M. Gérard Longuet. Il n'en a d'ailleurs pas les moyens ! (Sourires sur les travées de l'UMP.)
M. Alain Gournac. Il n'a pas la majorité !
M. Alain Vidalies, ministre délégué. Au contraire, le Gouvernement entend réaffirmer son attachement au bicamérisme, qui est indispensable à la qualité de la loi et à l'effectivité du contrôle de l'action de l'exécutif.
M. François Trucy. On vous le rappellera !
M. Alain Vidalies, ministre délégué.

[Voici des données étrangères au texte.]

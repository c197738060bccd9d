//! Per-type component storage.
//!
//! Each component type gets one `ComponentStore`, indexed by entity index.
//! Detached components are kept in a free pool and handed out again on the
//! next add, after being reset.
//!
//! A store keeps the list of families interested in its type. Adding or
//! removing a component updates the entity's component bits first and only
//! then notifies those families, so they always see the final state.

use std::any::{type_name, Any};

use crossbeam_queue::SegQueue;

use crate::bits::BitSet;
use crate::component::{Component, ComponentRegistry, ComponentTypeID};
use crate::entity::EntityID;
use crate::error::WorldError;
use crate::family::{FamilyID, FamilyRegistry};

/// Storage for every instance of one component type.
pub struct ComponentStore<T: Component> {
    type_id: ComponentTypeID,
    components: Vec<Option<T>>,
    pool: SegQueue<T>,
    listeners: Vec<FamilyID>,
    len: usize,
}

impl<T: Component> ComponentStore<T> {
    /// Create an empty store with slots for `capacity` entities.
    pub fn new(type_id: ComponentTypeID, capacity: usize) -> ComponentStore<T> {
        ComponentStore {
            type_id,
            components: Vec::with_capacity(capacity),
            pool: SegQueue::new(),
            listeners: Vec::new(),
            len: 0,
        }
    }

    /// Return the component type stored here.
    pub fn component_type(&self) -> ComponentTypeID {
        self.type_id
    }

    /// Returns true if the entity has a component in this store.
    pub fn has(&self, entity: EntityID) -> bool {
        self.components.get(entity.index() as usize)
            .map_or(false, Option::is_some)
    }

    /// Get the component attached to an entity.
    pub fn get(&self, entity: EntityID) -> Option<&T> {
        self.components.get(entity.index() as usize)
            .and_then(Option::as_ref)
    }

    /// Get the component attached to an entity mutably.
    pub fn get_mut(&mut self, entity: EntityID) -> Option<&mut T> {
        self.components.get_mut(entity.index() as usize)
            .and_then(Option::as_mut)
    }

    /// Return the number of detached instances waiting to be reused.
    pub fn pool_len(&self) -> usize {
        self.pool.len()
    }

    /// Return the families notified about changes to this store.
    pub fn listeners(&self) -> &[FamilyID] {
        &self.listeners
    }

    /// Return the number of attached components.
    pub fn len(&self) -> usize {
        self.len
    }

    /// Returns true if no entity has this component.
    pub fn is_empty(&self) -> bool {
        self.len == 0
    }

    /// Take an instance from the pool, or make a new one.
    fn obtain(&mut self) -> T {
        match self.pool.pop() {
            Some(mut component) => {
                component.reset();
                component
            }
            None => T::default(),
        }
    }

    /// Attach a component to an entity.
    ///
    /// `bits` must be the entity's component bits. On failure nothing is
    /// changed.
    pub(crate) fn add<F>(
        &mut self,
        entity: EntityID,
        bits: &mut BitSet,
        families: &mut FamilyRegistry,
        init: F,
    ) -> Result<&mut T, WorldError>
        where F: FnOnce(&mut T)
    {
        let bit = self.type_id.id();
        if bits.contains(bit) {
            return Err(WorldError::ComponentAlreadyExists {
                entity,
                component: type_name::<T>(),
            });
        }

        let mut component = self.obtain();
        init(&mut component);

        let index = entity.index() as usize;
        if index >= self.components.len() {
            self.components.resize_with(index + 1, || None);
        }
        let slot = self.components[index].insert(component);
        self.len += 1;

        bits.insert(bit);
        families.component_changed(&self.listeners, index, bits);
        Ok(slot)
    }

    /// Detach the component of an entity and return it to the pool.
    ///
    /// Families are notified after the bit is cleared and before the instance
    /// is pooled. On failure nothing is changed.
    pub(crate) fn remove(
        &mut self,
        entity: EntityID,
        bits: &mut BitSet,
        families: &mut FamilyRegistry,
    ) -> Result<(), WorldError> {
        if !bits.remove(self.type_id.id()) {
            return Err(WorldError::MissingComponent {
                entity,
                component: type_name::<T>(),
            });
        }

        let index = entity.index() as usize;
        families.component_changed(&self.listeners, index, bits);

        if let Some(component) = self.components.get_mut(index).and_then(Option::take) {
            self.pool.push(component);
            self.len -= 1;
        }
        Ok(())
    }
}

/// The type-independent part of a `ComponentStore`.
pub(crate) trait ErasedStore {
    fn pool_len(&self) -> usize;

    /// Register a family for change notifications, at most once.
    fn subscribe(&mut self, family: FamilyID);

    fn detach(
        &mut self,
        entity: EntityID,
        bits: &mut BitSet,
        families: &mut FamilyRegistry,
    ) -> Result<(), WorldError>;

    fn as_any(&self) -> &dyn Any;

    fn as_any_mut(&mut self) -> &mut dyn Any;
}

impl<T: Component> ErasedStore for ComponentStore<T> {
    fn pool_len(&self) -> usize {
        self.pool.len()
    }

    fn subscribe(&mut self, family: FamilyID) {
        if !self.listeners.contains(&family) {
            self.listeners.push(family);
        }
    }

    fn detach(
        &mut self,
        entity: EntityID,
        bits: &mut BitSet,
        families: &mut FamilyRegistry,
    ) -> Result<(), WorldError> {
        self.remove(entity, bits, families)
    }

    fn as_any(&self) -> &dyn Any {
        self
    }

    fn as_any_mut(&mut self) -> &mut dyn Any {
        self
    }
}

/// Every component store of a world, indexed by `ComponentTypeID`.
pub struct ComponentTable {
    registry: ComponentRegistry,
    stores: Vec<Box<dyn ErasedStore>>,
    entity_capacity: usize,
}

impl ComponentTable {
    /// Create an empty table.
    ///
    /// `component_capacity` is the number of component types to reserve room
    /// for, `entity_capacity` the number of slots each new store reserves.
    pub fn new(component_capacity: usize, entity_capacity: usize) -> ComponentTable {
        ComponentTable {
            registry: ComponentRegistry::with_capacity(component_capacity),
            stores: Vec::with_capacity(component_capacity),
            entity_capacity,
        }
    }

    /// Return the ID of `T`, registering it and creating its store on first use.
    pub fn register<T: Component>(&mut self) -> ComponentTypeID {
        let id = self.registry.id_for::<T>();
        if id.id() == self.stores.len() {
            self.stores.push(Box::new(ComponentStore::<T>::new(id, self.entity_capacity)));
        }
        id
    }

    /// Return the ID of `T` if it has been registered.
    pub fn id_of<T: Component>(&self) -> Option<ComponentTypeID> {
        self.registry.get::<T>()
    }

    /// Return the type name of a registered component type.
    pub fn name(&self, id: ComponentTypeID) -> Option<&'static str> {
        self.registry.name(id)
    }

    /// Return the number of pooled instances of a registered component type.
    pub fn pool_len(&self, id: ComponentTypeID) -> Option<usize> {
        self.erased(id).map(|store| store.pool_len())
    }

    /// Get the store for `T` if it has been registered.
    pub fn store<T: Component>(&self) -> Option<&ComponentStore<T>> {
        self.store_at(None)
    }

    /// Get the store for `T` mutably if it has been registered.
    pub fn store_mut<T: Component>(&mut self) -> Option<&mut ComponentStore<T>> {
        self.store_at_mut(None)
    }

    /// Find the ID `T` is stored under.
    ///
    /// `hint` is tried first and used if it holds a store of `T`, otherwise
    /// the ID is looked up by type.
    fn resolve<T: Component>(&self, hint: Option<ComponentTypeID>) -> Option<ComponentTypeID> {
        let hinted = hint.filter(|id| {
            self.stores.get(id.id())
                .map_or(false, |store| store.as_any().is::<ComponentStore<T>>())
        });

        match hinted {
            Some(id) => Some(id),
            None => self.id_of::<T>(),
        }
    }

    pub(crate) fn store_at<T: Component>(&self, hint: Option<ComponentTypeID>) -> Option<&ComponentStore<T>> {
        let id = self.resolve::<T>(hint)?;
        self.stores.get(id.id())?.as_any().downcast_ref()
    }

    pub(crate) fn store_at_mut<T: Component>(&mut self, hint: Option<ComponentTypeID>) -> Option<&mut ComponentStore<T>> {
        let id = self.resolve::<T>(hint)?;
        self.stores.get_mut(id.id())?.as_any_mut().downcast_mut()
    }

    /// Get the store for `T`, registering it first if needed.
    pub(crate) fn store_or_insert<T: Component>(&mut self, hint: Option<ComponentTypeID>) -> Option<&mut ComponentStore<T>> {
        if self.resolve::<T>(hint).is_none() {
            self.register::<T>();
        }
        self.store_at_mut(hint)
    }

    pub(crate) fn erased(&self, id: ComponentTypeID) -> Option<&dyn ErasedStore> {
        self.stores.get(id.id()).map(|store| &**store)
    }

    pub(crate) fn erased_mut(&mut self, id: ComponentTypeID) -> Option<&mut (dyn ErasedStore + 'static)> {
        self.stores.get_mut(id.id()).map(|store| &mut **store)
    }

    /// Return the number of registered component types.
    pub fn len(&self) -> usize {
        self.stores.len()
    }

    /// Returns true if no component type has been registered.
    pub fn is_empty(&self) -> bool {
        self.stores.is_empty()
    }
}

#[cfg(test)]
mod test {
    use super::*;
    use crate::component;
    use crate::entity::EntityTable;
    use crate::family::{FamilyMasks, FamilyRegistry};

    #[derive(Debug, Default, PartialEq)]
    struct Position {
        x: i32,
        y: i32,
    }

    #[derive(Debug, Default)]
    struct Tag;

    component!(Position, Tag);

    #[test]
    fn test_register_creates_store() {
        let mut table = ComponentTable::new(4, 4);
        let position = table.register::<Position>();
        let tag = table.register::<Tag>();

        assert_eq!(table.register::<Position>(), position);
        assert_ne!(position, tag);
        assert_eq!(table.len(), 2);
        assert_eq!(table.store::<Position>().unwrap().component_type(), position);
        assert!(table.name(tag).unwrap().ends_with("Tag"));
        assert_eq!(table.pool_len(tag), Some(0));
    }

    #[test]
    fn test_add_and_remove() {
        let mut entities = EntityTable::new();
        let mut families = FamilyRegistry::new(0);
        let mut table = ComponentTable::new(1, 1);
        let entity = entities.allocate();

        let bits = entities.component_bits_mut(entity).unwrap();
        let store = table.store_or_insert::<Position>(None).unwrap();
        let position = store.add(entity, bits, &mut families, |p| p.x = 4).unwrap();
        assert_eq!(*position, Position { x: 4, y: 0 });
        assert!(store.has(entity));
        assert!(bits.contains(store.component_type().id()));
        assert_eq!(store.len(), 1);

        store.remove(entity, bits, &mut families).unwrap();
        assert!(!store.has(entity));
        assert!(bits.is_empty());
        assert_eq!(store.pool_len(), 1);
        assert!(store.is_empty());
    }

    #[test]
    fn test_failed_add_changes_nothing() {
        let mut entities = EntityTable::new();
        let mut families = FamilyRegistry::new(0);
        let mut table = ComponentTable::new(1, 1);
        let entity = entities.allocate();
        let bits = entities.component_bits_mut(entity).unwrap();
        let store = table.store_or_insert::<Position>(None).unwrap();

        store.add(entity, bits, &mut families, |p| p.y = 1).unwrap();
        store.remove(entity, bits, &mut families).unwrap();
        store.add(entity, bits, &mut families, |p| p.y = 2).unwrap();
        assert_eq!(store.pool_len(), 0);

        let other = EntityID::new(9, 0);
        let mut other_bits = BitSet::new();
        store.add(other, &mut other_bits, &mut families, |_| {}).unwrap();
        store.remove(other, &mut other_bits, &mut families).unwrap();
        assert_eq!(store.pool_len(), 1);

        let before = bits.clone();
        let err = store.add(entity, bits, &mut families, |p| p.y = 3).unwrap_err();
        assert!(matches!(err, WorldError::ComponentAlreadyExists { .. }));
        assert_eq!(*bits, before);
        assert_eq!(store.pool_len(), 1);
        assert_eq!(store.get(entity), Some(&Position { x: 0, y: 2 }));
    }

    #[test]
    fn test_remove_missing() {
        let mut families = FamilyRegistry::new(0);
        let mut table = ComponentTable::new(1, 1);
        let store = table.store_or_insert::<Tag>(None).unwrap();
        let mut bits = BitSet::new();

        let err = store.remove(EntityID::new(0, 0), &mut bits, &mut families).unwrap_err();
        assert!(matches!(err, WorldError::MissingComponent { .. }));
        assert_eq!(store.pool_len(), 0);
    }

    #[test]
    fn test_pooled_instance_is_reset() {
        let mut entities = EntityTable::new();
        let mut families = FamilyRegistry::new(0);
        let mut table = ComponentTable::new(1, 1);
        let entity = entities.allocate();
        let bits = entities.component_bits_mut(entity).unwrap();
        let store = table.store_or_insert::<Position>(None).unwrap();

        store.add(entity, bits, &mut families, |p| *p = Position { x: 5, y: 6 }).unwrap();
        store.remove(entity, bits, &mut families).unwrap();
        let reused = store.add(entity, bits, &mut families, |p| p.x = 1).unwrap();
        assert_eq!(*reused, Position { x: 1, y: 0 });
    }

    #[test]
    fn test_notifies_listeners() {
        let mut entities = EntityTable::new();
        let mut families = FamilyRegistry::new(0);
        let mut table = ComponentTable::new(1, 1);
        let entity = entities.allocate();

        let position = table.register::<Position>();
        let masks = FamilyMasks::new(
            std::iter::once(position.id()).collect(), BitSet::new(), BitSet::new());
        let (family, _) = families.get_or_insert(masks, &entities);
        let erased = table.erased_mut(position).unwrap();
        erased.subscribe(family);
        erased.subscribe(family);
        assert_eq!(table.store::<Position>().unwrap().listeners(), &[family]);

        let bits = entities.component_bits_mut(entity).unwrap();
        let store = table.store_or_insert::<Position>(None).unwrap();
        store.add(entity, bits, &mut families, |_| {}).unwrap();
        assert!(families.get(family).unwrap().contains_index(0));

        table.erased_mut(position).unwrap().detach(entity, bits, &mut families).unwrap();
        assert!(families.get(family).unwrap().is_empty());
        assert_eq!(table.pool_len(position), Some(1));
    }

    #[test]
    fn test_store_or_insert_ignores_foreign_hint() {
        let mut table = ComponentTable::new(2, 1);
        let tag = table.register::<Tag>();

        let store = table.store_or_insert::<Position>(Some(tag)).unwrap();
        let position = store.component_type();
        assert_ne!(position, tag);
        assert_eq!(table.len(), 2);
        assert_eq!(table.store_or_insert::<Position>(Some(tag)).unwrap().component_type(), position);
        assert_eq!(table.store_or_insert::<Tag>(Some(position)).unwrap().component_type(), tag);
        assert_eq!(table.len(), 2);
    }
}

Le Sénat est aujourd'hui au rendez-vous de cette exigence, et le Gouvernement, je veux le rappeler, a choisi de saisir le Sénat en premier, ce qui est une marque de confiance à son égard, pour des textes aussi importants que la loi de programmation militaire, définitivement adoptée par votre assemblée mardi dernier.
Lundi dernier, le Sénat a adopté le projet de loi habilitant le Gouvernement à prendre par ordonnances diverses mesures de simplification et de sécurisation de la vie des entreprises. En outre, il est vraisemblable que l'Assemblée nationale votera conforme le texte issu des travaux du Sénat. Hier, ce dernier, conformément à sa tradition, a voté presque à l'unanimité, me semble-t-il, un texte important tendant à créer des sociétés d'économie mixte à opération unique dont vous étiez le rapporteur, monsieur Mézard.
Tout cela montre que, contrairement à ce qu'allèguent certains commentateurs, et en dépit de circonstances politiques faisant que, parfois, aucune majorité ne peut se dégager, le Sénat est présent et apporte sa pierre à l'uvre législative.
Monsieur le sénateur, vous m'interrogez plus particulièrement sur les projets du Gouvernement à l'égard du Sénat. Notre engagement, que je viens de rappeler, est très fort en la matière. Par ailleurs - nous avons eu ce débat lors de l'examen d'autres textes, ce que vous savez parfaitement -, nous sommes partisans de reconnaître la spécificité du Sénat, mais pas sa spécialité. Ce dernier point est d'ailleurs au centre de notre divergence, notamment concernant la question du cumul des mandats.
M. Jean-Pierre Sueur. Absolument !
M. Alain Vidalies, ministre délégué. Sur le fond, il existe des pays où la seconde chambre a une spécialité, mais leur organisation est fédérale. La seule façon, pour la France, d'être une République qui respecte le Sénat, c'est bien de compter deux chambres auxquelles sont reconnus les mêmes pouvoirs, comme le fait l'article 24 de la Constitution. Telle est notre vision du bicamérisme.
Mme Marie-Hélène Des Esgaulx et M. Alain Gournac. Mais pourquoi le Haut Conseil ?
M. Alain Vidalies, ministre délégué. Je tiens à réaffirmer aujourd'hui ce point au nom du Gouvernement.
S'agissant du texte important de modernisation de l'action publique territoriale et d'affirmation des métropoles qui est actuellement en débat, le Gouvernement s'est déjà exprimé sur ce Haut Conseil. Toutefois, la procédure parlementaire suit son cours à l'Assemblée nationale, et une commission mixte paritaire se réunira pour trouver un accord entre les deux assemblées. Si elle y parvient, le Gouvernement sera évidemment très attentif à ses résultats, sans a priori, car son objectif est évidemment de respecter le Sénat et la procédure parlementaire, notamment pour ce qui concerne un texte de cette importance. (Applaudissements sur les travées du groupe socialiste.)